Cette représentativité est bonne pour les deux parties :
L’acheteur public assure l’équilibre économique initial du marché et donc la durabilité de son marché en
évitant le risque de défaillance. Il est assuré de payer le prix le plus juste (à la hausse comme à la
baisse).
De son côté, l’entreprise bénéficie d’une évolution de prix plus conforme la réalité de ses charges.
Pour construire une formule de révision efficace, il faut trouver des indicateurs pertinents. Il existe un
choix assez important d’organismes et d’indices.
Les indices publiés par l’INSEE
et/ou par le Moniteur sont méthodologiquement solides et statistiquement représentatifs. En outre, les
fréquences de publications sont élevées.
Une bonne formule doit être réactive
Il s’agit de mesurer ici l’écart temporel entre la constatation dans les comptes de la variation d’une
charge (gas-oil, salaire,…) et la publication de l’indice correspondant. Plus cet écart sera réduit,
meilleur sera de l’effet de la formule, car la variation des prix de vente plus sera plus rapide, donc plus
en phase avec la réalité économique.
Augmenter la cadence
Nous invitons les lecteurs à se pencher sur les opérateurs boursiers qui pratiquent le Trading Haute
Fréquence (THF). Cela consiste à transmettre des ordres à très grande vitesse sur les marchés financiers dès
que les algorithmes ont détecté une légère variation d’un indice. Sans être familier du sujet des
opérations boursières, on comprend que si ces opérateurs dépensent des sommes importantes dans ce sens c’est
que leurs gains en retour sont massifs (3). Ils vont même jusqu’à loger leurs serveurs et ordinateurs le
plus près physiquement des bourses pour gagner quelques nanosecondes…(4)

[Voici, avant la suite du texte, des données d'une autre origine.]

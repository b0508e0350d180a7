//! Model server status routes

use axum::{extract::State, http::StatusCode, Json};
use serde::Serialize;
use std::sync::Arc;

use crate::application::ports::outbound::ConnectionStatus;
use crate::infrastructure::state::AppState;

#[derive(Debug, Serialize)]
pub struct StatusResponse {
    pub text: ConnectionStatus,
    pub model: String,
    pub image: ImageServerStatus,
}

#[derive(Debug, Serialize)]
pub struct ImageServerStatus {
    pub base_url: String,
    pub reachable: bool,
}

/// Connection state of both model servers
pub async fn get_status(State(state): State<Arc<AppState>>) -> Json<StatusResponse> {
    let text = state.text_client.status().await;
    let reachable = state.image_client.health_check().await;

    Json(StatusResponse {
        text,
        model: state.config.ollama_model.clone(),
        image: ImageServerStatus {
            base_url: state.config.comfyui_base_url.clone(),
            reachable,
        },
    })
}

/// Checkpoints installed on the image server
pub async fn list_checkpoints(
    State(state): State<Arc<AppState>>,
) -> Result<Json<Vec<String>>, (StatusCode, String)> {
    state
        .image_client
        .list_checkpoints()
        .await
        .map(Json)
        .map_err(|e| (StatusCode::BAD_GATEWAY, e.to_string()))
}
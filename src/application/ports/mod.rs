//! Ports - Interfaces between the application and the outside world

pub mod outbound;
//! Strongly-typed identifiers

use serde::{Deserialize, Serialize};
use uuid::Uuid;

macro_rules! define_id {
    ($name:ident) => {
        #[derive(Debug, Clone, Copy, PartialEq, Eq, Hash, Serialize, Deserialize)]
        pub struct $name(Uuid);

        impl $name {
            pub fn new() -> Self {
                Self(Uuid::new_v4())
            }

            pub fn as_uuid(&self) -> &Uuid {
                &self.0
            }
        }

        impl Default for $name {
            fn default() -> Self {
                Self::new()
            }
        }

        impl std::fmt::Display for $name {
            fn fmt(&self, f: &mut std::fmt::Formatter<'_>) -> std::fmt::Result {
                write!(f, "{}", self.0)
            }
        }

        impl From<Uuid> for $name {
            fn from(uuid: Uuid) -> Self {
                Self(uuid)
            }
        }
    };
}

// A browser WebSocket connection
define_id!(ClientId);
// A book session; one per connection, outlives story restarts
define_id!(SessionId);
// The clientId under which an image job reports progress on the feed
define_id!(ImageClientId);
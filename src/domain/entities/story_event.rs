//! Story events - entries of a session's event log
//!
//! The log is what prompts are built from: every scene the model wrote, every
//! line of dialog, every choice the player made.

use chrono::{DateTime, Utc};
use serde::{Deserialize, Serialize};

/// What an event records
#[derive(Debug, Clone, Copy, PartialEq, Eq, Hash, Serialize, Deserialize)]
#[serde(rename_all = "snake_case")]
pub enum StoryEventKind {
    Scene,
    Dialog,
    Choice,
    Character,
    CharacterDescription,
    InitialSituation,
}

impl StoryEventKind {
    /// Label used when the event is quoted back to the model
    pub fn prompt_label(&self) -> Option<&'static str> {
        match self {
            Self::Scene => Some("Scene"),
            Self::Dialog => Some("Dialog"),
            Self::Choice => Some("Player choice"),
            Self::Character | Self::CharacterDescription | Self::InitialSituation => None,
        }
    }

    pub fn as_str(&self) -> &'static str {
        match self {
            Self::Scene => "scene",
            Self::Dialog => "dialog",
            Self::Choice => "choice",
            Self::Character => "character",
            Self::CharacterDescription => "character_description",
            Self::InitialSituation => "initial_situation",
        }
    }
}

impl std::fmt::Display for StoryEventKind {
    fn fmt(&self, f: &mut std::fmt::Formatter<'_>) -> std::fmt::Result {
        f.write_str(self.as_str())
    }
}

/// One entry of the event log
#[derive(Debug, Clone, Serialize, Deserialize, PartialEq)]
pub struct StoryEvent {
    pub kind: StoryEventKind,
    pub content: String,
    /// Log length at the time the event was appended
    pub index: usize,
    pub recorded_at: DateTime<Utc>,
}

impl StoryEvent {
    pub fn new(kind: StoryEventKind, content: impl Into<String>, index: usize) -> Self {
        Self {
            kind,
            content: content.into(),
            index,
            recorded_at: Utc::now(),
        }
    }

    /// `"<label>: <content>"`, or `None` for kinds that are not quoted in prompts
    pub fn prompt_line(&self) -> Option<String> {
        self.kind
            .prompt_label()
            .map(|label| format!("{}: {}", label, self.content))
    }
}
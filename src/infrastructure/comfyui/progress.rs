//! ComfyUI progress feed (`/ws?clientId=...`)
//!
//! The server pushes JSON status frames for every job queued under the
//! client id, interleaved with binary preview frames which are ignored.

use futures_util::{future, StreamExt};
use serde::Deserialize;
use tokio_tungstenite::{connect_async, tungstenite::Message};

use crate::application::ports::outbound::{ImageGenError, ProgressEvent, ProgressStream};

#[derive(Debug, Deserialize)]
struct FeedFrame {
    #[serde(rename = "type")]
    kind: String,
    #[serde(default)]
    data: serde_json::Value,
}

#[derive(Debug, Default, Deserialize)]
#[serde(default)]
struct FeedData {
    prompt_id: Option<String>,
    value: u32,
    max: u32,
    node: Option<String>,
    exception_message: String,
}

/// Feed URL for `base_url` (`http` becomes `ws`, `https` becomes `wss`)
pub fn feed_url(base_url: &str, client_id: &str) -> String {
    let base = base_url.trim_end_matches('/');
    let ws_base = if let Some(rest) = base.strip_prefix("https://") {
        format!("wss://{}", rest)
    } else if let Some(rest) = base.strip_prefix("http://") {
        format!("ws://{}", rest)
    } else {
        format!("ws://{}", base)
    };
    format!("{}/ws?clientId={}", ws_base, client_id)
}

/// Interpret one text frame; `None` for frames we do not track
pub fn parse_feed_message(text: &str) -> Option<ProgressEvent> {
    let frame: FeedFrame = serde_json::from_str(text).ok()?;
    let data: FeedData = serde_json::from_value(frame.data).unwrap_or_default();

    match frame.kind.as_str() {
        "progress" => Some(ProgressEvent::Progress {
            prompt_id: data.prompt_id,
            value: data.value,
            max: data.max,
        }),
        "executing" => Some(ProgressEvent::Executing {
            prompt_id: data.prompt_id,
            node: data.node,
        }),
        "execution_error" => Some(ProgressEvent::ExecutionError {
            prompt_id: data.prompt_id,
            message: data.exception_message,
        }),
        _ => None,
    }
}

/// Connect to the feed and stream its events until the socket closes
pub async fn watch(base_url: &str, client_id: &str) -> Result<ProgressStream, ImageGenError> {
    let url = feed_url(base_url, client_id);
    let (socket, _) = connect_async(url.as_str())
        .await
        .map_err(|e| ImageGenError::RequestFailed(format!("Progress feed: {}", e)))?;
    tracing::debug!("Connected to progress feed {}", url);

    let events = socket
        .take_while(|frame| future::ready(frame.is_ok()))
        .filter_map(|frame| async move {
            match frame {
                Ok(Message::Text(text)) => parse_feed_message(&text),
                _ => None,
            }
        })
        .boxed();

    Ok(events)
}
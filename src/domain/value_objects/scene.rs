//! Structured scene answers and their technical classification

use serde::{Deserialize, Serialize};

/// Speaker name used by answers that the engine fabricates on failure
pub const SYSTEM_SPEAKER: &str = "Система";

/// Matched at the start of a word, so "terror" is not an error
const ERROR_WORDS: &[&str] = &["ошибк", "error"];
const TECHNICAL_MOODS: &[&str] = &["error", "technical", "техническое"];
const CONNECTION_FAILURES: &[&str] = &["не удалось подключиться", "could not connect", "failed to connect"];
const RETRY_OFFERS: &[&str] = &["попробовать снова", "try again"];

/// Player choices that ask for a retry rather than advance the plot
const RETRY_CHOICES: &[&str] = &[
    "попробовать снова",
    "повторить",
    "перезапустить",
    "try again",
    "retry",
    "restart",
];

/// A scene as returned by the text model in structured mode
///
/// The start-of-story answer fills `character_description` and
/// `initial_situation`; continuation answers fill `dialog`, `emotion` and
/// `choices`. Missing fields deserialize as empty.
#[derive(Debug, Clone, Default, Serialize, Deserialize, PartialEq)]
#[serde(default)]
pub struct SceneResponse {
    pub scene_description: String,
    pub character_name: String,
    #[serde(skip_serializing_if = "String::is_empty")]
    pub character_description: String,
    #[serde(skip_serializing_if = "String::is_empty")]
    pub initial_situation: String,
    #[serde(skip_serializing_if = "String::is_empty")]
    pub dialog: String,
    #[serde(skip_serializing_if = "String::is_empty")]
    pub emotion: String,
    pub mood: String,
    pub time_of_day: String,
    #[serde(skip_serializing_if = "Vec::is_empty")]
    pub choices: Vec<SceneChoice>,
}

/// One branching option offered to the player
#[derive(Debug, Clone, Serialize, Deserialize, PartialEq)]
#[serde(from = "ChoiceRepr")]
pub struct SceneChoice {
    pub text: String,
    pub consequence: String,
}

// Models sometimes answer with bare strings instead of objects
#[derive(Deserialize)]
#[serde(untagged)]
enum ChoiceRepr {
    Text(String),
    Full {
        text: String,
        #[serde(default)]
        consequence: String,
    },
}

impl From<ChoiceRepr> for SceneChoice {
    fn from(repr: ChoiceRepr) -> Self {
        match repr {
            ChoiceRepr::Text(text) => Self {
                text,
                consequence: String::new(),
            },
            ChoiceRepr::Full { text, consequence } => Self { text, consequence },
        }
    }
}

impl SceneResponse {
    /// The canned answer shown while the engine recovers from a failure
    pub fn technical_fallback() -> Self {
        Self {
            scene_description: "Произошла ошибка при генерации".to_string(),
            character_name: SYSTEM_SPEAKER.to_string(),
            dialog: "Пожалуйста, подождите...".to_string(),
            emotion: "neutral".to_string(),
            mood: "technical".to_string(),
            time_of_day: "не указано".to_string(),
            choices: vec![SceneChoice {
                text: "Продолжить".to_string(),
                consequence: "Повторная попытка генерации".to_string(),
            }],
            ..Default::default()
        }
    }

    /// Whether this answer reports a system failure rather than story content
    pub fn is_technical(&self) -> bool {
        let scene = self.scene_description.to_lowercase();
        let mood = self.mood.to_lowercase();
        let dialog = self.dialog.to_lowercase();
        let choices = self
            .choices
            .iter()
            .map(|c| format!("{} {}", c.text, c.consequence).to_lowercase())
            .collect::<Vec<_>>()
            .join(" ");

        self.character_name == SYSTEM_SPEAKER
            || contains_word_start(&scene, ERROR_WORDS)
            || contains_any(&mood, TECHNICAL_MOODS)
            || contains_any(&dialog, CONNECTION_FAILURES)
            || contains_any(&choices, RETRY_OFFERS)
    }
}

/// Whether a player's choice only asks to retry a failed generation
pub fn is_retry_choice(choice: &str) -> bool {
    contains_any(&choice.to_lowercase(), RETRY_CHOICES)
}

fn contains_any(haystack: &str, needles: &[&str]) -> bool {
    needles.iter().any(|needle| haystack.contains(needle))
}

fn contains_word_start(haystack: &str, needles: &[&str]) -> bool {
    needles.iter().any(|needle| {
        haystack.match_indices(needle).any(|(at, _)| {
            haystack[..at]
                .chars()
                .next_back()
                .map_or(true, |previous| !previous.is_alphanumeric())
        })
    })
}
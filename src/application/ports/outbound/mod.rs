//! Outbound ports - Interfaces that the application requires from external systems

mod image_port;
mod llm_port;

pub use image_port::{
    GeneratedImage, HistoryResponse, ImageGenError, ImageGenPort, MemoryStats, ProgressEvent,
    ProgressStream,
};
#[cfg(test)]
pub use image_port::{NodeOutput, PromptHistory};
pub use llm_port::{
    ConnectionStatus, GenerateRequest, GenerateResponse, LlmError, TextGenPort, TokenChunk,
    TokenStream,
};
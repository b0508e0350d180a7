//! HTTP REST API routes

mod status_routes;

use axum::{routing::get, Router};
use std::sync::Arc;

use crate::infrastructure::state::AppState;

/// Create all API routes
pub fn create_routes() -> Router<Arc<AppState>> {
    Router::new()
        .route("/api/status", get(status_routes::get_status))
        .route("/api/image/checkpoints", get(status_routes::list_checkpoints))
}

#[cfg(test)]
mod tests {
    use super::*;
    use axum::body::Body;
    use axum::http::{Request, StatusCode};
    use tower::ServiceExt;

    use crate::application::services::test_support::{MockImageGen, ScriptedLlm};
    use crate::infrastructure::state::test_state;

    fn app() -> Router {
        let state = test_state(Arc::new(ScriptedLlm::new()), Arc::new(MockImageGen::new()));
        create_routes().with_state(Arc::new(state))
    }

    async fn get_json(uri: &str) -> (StatusCode, serde_json::Value) {
        let response = app()
            .oneshot(Request::builder().uri(uri).body(Body::empty()).unwrap())
            .await
            .unwrap();
        let status = response.status();
        let body = axum::body::to_bytes(response.into_body(), usize::MAX)
            .await
            .unwrap();
        (status, serde_json::from_slice(&body).unwrap())
    }

    #[tokio::test]
    async fn test_checkpoints_route() {
        let (status, body) = get_json("/api/image/checkpoints").await;
        assert_eq!(status, StatusCode::OK);
        assert_eq!(body, serde_json::json!(["CrowPonyQp_ponyV3.safetensors"]));
    }

    #[tokio::test]
    async fn test_status_route() {
        let (status, body) = get_json("/api/status").await;
        assert_eq!(status, StatusCode::OK);
        assert_eq!(body["text"]["is_connected"], true);
        assert_eq!(body["image"]["reachable"], true);
    }
}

La variation des cours des matériaux est aujourd’hui un point sensible de nos marchés et les évènements
récents nous prouvent que lesprix peuvent évoluer fortement en quelques jours. Inversement, une fois la
cause du stress économique passé, le cours peut revenir à la normale, voire en dessous.
On comprend alors aisément que la dynamique est valable pour les deux parties et que chacun pourra en
bénéficier, à la hausse comme à la baisse. Ainsi, plus la fréquence de révision sera élevée plus les
révisions de prix éviteront les risques de dérapages fragilisant la situation financière de l’entreprise. La
sécurité contractuelle et la réalisation du contrat sont donc renforcées. De plus, cela évite à l’entreprise
de prendre des « aléas » et donc de renchérir inutilement le montant du marché dans sa proposition.
Une solution validée dans le C.C.A.G. travaux 2021
Soucieux de préserver l’équilibre contractuel et de garantir la bonne exécution des marchés de travaux, les
rédacteurs du C.C.A.G travaux 2021 ont prévu la mensualisation de l’indexation des prix. Ce dispositif
s’applique pour tous les marchés postérieurs à l’entrée en vigueur du CCAG, ou au 1eoctobre 2021 (si
l’acheteur a choisi de se référer au CCAG 2009entre le 1 avril et le 1 octobre).
L’acheteur public, même si cette pratique exige plus de travail, anticipe le risque de prise d’aléas
supplémentaires par les entreprises qui aurait pour conséquence de renchérir artificiellement le montant du
marché.
Une solution préconisée par la D.A.J.
D’une manière plus générale, les acheteurs publics ont bien compris que désormais des révisions de prix plus
fréquentes étaient recherchées par les chefs d’entreprises et bien souvent un critère de décision préalable
de réponse à un marché public. «
C’est pourquoi il convient d’éviter l’application systématique d’une échéance annuelle pour les clauses
de révision des prix afin de maintenir l’équilibre financier du marché, sans porter préjudice à l’une ou
l’autre des parties
. » (Direction affaires juridiques- Ministère de l’Economie et des Finances – FT Les marchés publics
confrontés à la flambée des prix et au risque de pénurie des matières premières18/02/2022).
De son côté le 1er inistre dans sa circulaire du 30 mars 2022 ajoute qu’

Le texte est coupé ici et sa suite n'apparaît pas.